A secondary succession takes place much more quickly than a primary succession for two main reasons, the most obvious one being that a suitable medium already exists for the new organisms to grow in, and the other being that some seeds or spores from the last plant community can still be present in the soil after the community is destroyed. This is a positive aspect as new plant species can grow and thrive.
As well as big processes such as deforestation, humans can contribute to vegetation in smaller ways. There are now varied types of species in Britain due to human interferences, modification and management. Without interference vegetation would be typically temperate forest. Today, in Britain, there are no natural woodlands at all, only semi woodlands, and there is only 2% of that. In Spain the figure for natural woodland is 28% and Sweden has a 64% woodland covering. Other interferences have caused the introduction of foreign plants such as the rhododendron or sycamores. The rhododendron was in fact imported from Japan. Other introductions to this country include the rabbit, which was imported from Spain by the Normans.

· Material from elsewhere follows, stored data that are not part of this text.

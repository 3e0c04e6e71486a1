use dataset::DatasetError;
use thiserror::Error;
use train::error::TrainError;

pub type Result<T> = std::result::Result<T, PipelineError>;

#[derive(Debug, Error)]
pub enum PipelineError {
    #[error("Failed to load frames.")]
    DatasetError(#[from] DatasetError),

    #[error(transparent)]
    Train(#[from] TrainError),

    #[error("Loss became non-finite in epoch {epoch}")]
    NonFiniteLoss { epoch: usize },

    #[error("Checkpoint failed: {0}")]
    Checkpoint(String),

    #[error("File IO error: {0}")]
    Io(#[from] std::io::Error),
}
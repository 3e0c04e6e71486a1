use std::fs::{self, File};
use std::io::{self, BufWriter, Write};
use std::path::{Path, PathBuf};

use serde::{Deserialize, Serialize};
use train::error::Result;
use train::export::save_png;
use train::report::{ImageSnapshot, Reporter};

/// One line of `events.jsonl`.
#[derive(Clone, Debug, PartialEq, Serialize, Deserialize)]
#[serde(tag = "kind", rename_all = "snake_case")]
pub enum Event {
    Scalar { key: String, value: f64, step: usize },
    Image { key: String, path: PathBuf, step: usize },
    Log { level: String, message: String },
}

/// Writes telemetry as JSON lines, with image snapshots as PNG files next to it.
pub struct EventReporter {
    dir: PathBuf,
    events: BufWriter<File>,
}

impl EventReporter {
    pub fn create(dir: &Path) -> io::Result<Self> {
        fs::create_dir_all(dir)?;
        let events = File::create(dir.join("events.jsonl"))?;
        Ok(Self {
            dir: dir.to_owned(),
            events: BufWriter::new(events),
        })
    }

    fn write(&mut self, event: &Event) -> io::Result<()> {
        serde_json::to_writer(&mut self.events, event)?;
        self.events.write_all(b"\n")?;
        self.events.flush()
    }
}

impl Reporter for EventReporter {
    fn scalar(&mut self, key: &str, value: f64, step: usize) -> Result<()> {
        self.write(&Event::Scalar {
            key: key.to_owned(),
            value,
            step,
        })?;
        Ok(())
    }

    fn image(&mut self, key: &str, image: &ImageSnapshot, step: usize) -> Result<()> {
        let name = format!("{}_{step:03}.png", key.replace('/', "_"));
        let path = Path::new("images").join(name);
        save_png(image, &self.dir.join(&path))?;
        self.write(&Event::Image {
            key: key.to_owned(),
            path,
            step,
        })?;
        Ok(())
    }

    fn log(&mut self, level: log::Level, message: &str) {
        log::log!(level, "{message}");
        let event = Event::Log {
            level: level.to_string(),
            message: message.to_owned(),
        };
        if let Err(e) = self.write(&event) {
            log::warn!("Failed to write event log: {e}");
        }
    }
}
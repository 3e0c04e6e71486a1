//! Helpers for multi-stage output pyramids: ordered `[N, C, H, W]` tensors, one
//! per model stage, coarsest first.

use burn::prelude::{Backend, Tensor};
use burn::tensor::module::adaptive_avg_pool2d;

use crate::error::{Result, TrainError};

/// Area-downsamples the ground truth to the spatial size of every output stage.
pub fn target_pyramid<B: Backend>(outputs: &[Tensor<B, 4>], gt: &Tensor<B, 4>) -> Vec<Tensor<B, 4>> {
    let [_, _, gt_h, gt_w] = gt.dims();
    outputs
        .iter()
        .map(|output| {
            let [_, _, h, w] = output.dims();
            if [h, w] == [gt_h, gt_w] {
                gt.clone()
            } else {
                adaptive_avg_pool2d(gt.clone(), [h, w])
            }
        })
        .collect()
}

/// Spatial [height, width] of every stage.
pub fn stage_sizes<B: Backend>(outputs: &[Tensor<B, 4>]) -> Vec<[usize; 2]> {
    outputs
        .iter()
        .map(|output| {
            let [_, _, h, w] = output.dims();
            [h, w]
        })
        .collect()
}

pub(crate) fn check_pyramids<B: Backend>(outputs: &[Tensor<B, 4>], targets: &[Tensor<B, 4>]) -> Result<()> {
    if outputs.len() != targets.len() {
        return Err(TrainError::StageCountMismatch {
            outputs: outputs.len(),
            targets: targets.len(),
        });
    }
    for (stage, (output, target)) in outputs.iter().zip(targets).enumerate() {
        let predicted = output.dims()[1];
        let target = target.dims()[1];
        if predicted != target {
            return Err(TrainError::ShapeMismatch {
                stage,
                predicted,
                target,
            });
        }
    }
    Ok(())
}

/// The first sample of a batch as a [C, H, W] image.
pub(crate) fn first_sample<B: Backend>(batch: Tensor<B, 4>) -> Tensor<B, 3> {
    let [_, c, h, w] = batch.dims();
    batch.slice([0..1, 0..c, 0..h, 0..w]).reshape([c, h, w])
}

pub(crate) fn to_host<B: Backend, const D: usize>(tensor: Tensor<B, D>) -> Result<Vec<f32>> {
    tensor
        .into_data()
        .convert::<f32>()
        .to_vec::<f32>()
        .map_err(|e| TrainError::TensorData(format!("{e:?}")))
}

#[cfg(test)]
mod tests {
    use super::*;
    use burn::backend::NdArray;

    type Backend = NdArray;

    #[test]
    fn targets_match_stage_sizes() {
        let device = Default::default();
        let gt = Tensor::<Backend, 4>::ones([2, 3, 8, 12], &device);
        let outputs = vec![
            Tensor::<Backend, 4>::zeros([2, 3, 4, 6], &device),
            Tensor::<Backend, 4>::zeros([2, 3, 8, 12], &device),
        ];

        let targets = target_pyramid(&outputs, &gt);
        assert_eq!(stage_sizes(&targets), [[4, 6], [8, 12]]);
        assert!(check_pyramids(&outputs, &targets).is_ok());
    }

    #[test]
    fn area_downsampling_averages_blocks() {
        let device = Default::default();
        let gt = Tensor::<Backend, 1>::from_floats([1.0, 3.0, 5.0, 7.0].as_slice(), &device).reshape([1, 1, 2, 2]);
        let output = Tensor::<Backend, 4>::zeros([1, 1, 1, 1], &device);

        let target = target_pyramid(&[output], &gt).remove(0);
        assert_eq!(to_host(target).unwrap(), vec![4.0]);
    }

    #[test]
    fn channel_mismatch_is_reported_per_stage() {
        let device = Default::default();
        let outputs = vec![
            Tensor::<Backend, 4>::zeros([1, 3, 2, 2], &device),
            Tensor::<Backend, 4>::zeros([1, 1, 4, 4], &device),
        ];
        let targets = vec![
            Tensor::<Backend, 4>::zeros([1, 3, 2, 2], &device),
            Tensor::<Backend, 4>::zeros([1, 3, 4, 4], &device),
        ];

        let err = check_pyramids(&outputs, &targets).unwrap_err();
        assert!(matches!(
            err,
            TrainError::ShapeMismatch {
                stage: 1,
                predicted: 1,
                target: 3
            }
        ));
    }

    #[test]
    fn stage_count_mismatch() {
        let device = Default::default();
        let outputs = vec![Tensor::<Backend, 4>::zeros([1, 3, 2, 2], &device)];
        let err = check_pyramids(&outputs, &[]).unwrap_err();
        assert!(matches!(
            err,
            TrainError::StageCountMismatch {
                outputs: 1,
                targets: 0
            }
        ));
    }
}
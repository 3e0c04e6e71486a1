#![recursion_limit = "256"]

pub mod config;
pub mod context;
pub mod epoch;
pub mod error;
pub mod export;
pub mod loss;
pub mod lr;
pub mod metrics;
pub mod model;
pub mod msg;
pub mod progress;
pub mod pyramid;
pub mod reduce;
pub mod report;
pub mod test_runner;

mod ssim;
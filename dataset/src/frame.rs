use std::path::{Path, PathBuf};

use burn::prelude::{Backend, Tensor, TensorData};
use image::DynamicImage;
use image::imageops::FilterType;

use crate::config::LoadConfig;

#[derive(Clone, Debug)]
pub struct FrameFile {
    pub path: PathBuf,
}

impl FrameFile {
    pub fn new(path: &Path) -> Self {
        Self {
            path: path.to_path_buf(),
        }
    }

    pub async fn load(&self, config: &LoadConfig) -> image::ImageResult<DynamicImage> {
        let bytes = tokio::fs::read(&self.path).await?;
        let img = image::load_from_memory(&bytes)?;
        Ok(prepare_frame(img, config))
    }
}

/// Applies the configured resize and orientation to a decoded frame.
pub fn prepare_frame(img: DynamicImage, config: &LoadConfig) -> DynamicImage {
    let img = match config.image_size {
        Some([w, h]) if img.width() != w || img.height() != h => {
            img.resize_exact(w, h, FilterType::Triangle)
        }
        _ => img,
    };

    if config.force_landscape && img.height() > img.width() {
        // A transpose is a clockwise rotation followed by a horizontal flip.
        img.rotate90().fliph()
    } else {
        img
    }
}

// Converts a frame to a [C, H, W] tensor with values in [0, 1].
pub fn frame_to_tensor<B: Backend>(frame: &DynamicImage, device: &B::Device) -> Tensor<B, 3> {
    let (w, h) = (frame.width() as usize, frame.height() as usize);
    let data = TensorData::new(frame.to_rgb32f().into_vec(), [h, w, 3]);
    Tensor::<B, 3>::from_data(data, device).permute([2, 0, 1])
}
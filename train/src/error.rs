use thiserror::Error;

use crate::reduce::ReduceError;

pub type Result<T> = std::result::Result<T, TrainError>;

#[derive(Debug, Error)]
pub enum TrainError {
    #[error("Stage {stage}: prediction has {predicted} channels but the target has {target}")]
    ShapeMismatch {
        stage: usize,
        predicted: usize,
        target: usize,
    },

    #[error("Got {outputs} output stages but {targets} target stages")]
    StageCountMismatch { outputs: usize, targets: usize },

    #[error("Test batches must hold exactly one sample, got {0}")]
    BatchSize(usize),

    #[error("Batch is missing its ground truth image")]
    MissingGroundTruth,

    #[error("Data source yielded no batches")]
    EmptyDataSource,

    #[error("Loss bundle has no entries")]
    EmptyLossBundle,

    #[error("Another worker of the group failed")]
    PeerFailed,

    #[error("Metric reduction failed: {0}")]
    Reduce(#[from] ReduceError),

    #[error("Failed to read tensor data: {0}")]
    TensorData(String),

    #[error("Image error: {0}")]
    Image(#[from] image::ImageError),

    #[error("File IO error: {0}")]
    Io(#[from] std::io::Error),
}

Urbanisation also causes damage to plant life. High demand for housing has caused the destruction of forest and woodland, especially in the north. A rising birth rate in the twentieth century called for an increase in housing, and this needed to be conducted as cheaply and effectively as possible. As a result, miles of forests were cut down in order for building to go ahead. This s detrimental to our health as well as destroying areas of natural beauty. . Recent investigations suggest that over a third of the world’s oxygen supply is produced by the rainforests, the only larger source being algae in the sea. So cutting down trees is very damaging to our well being.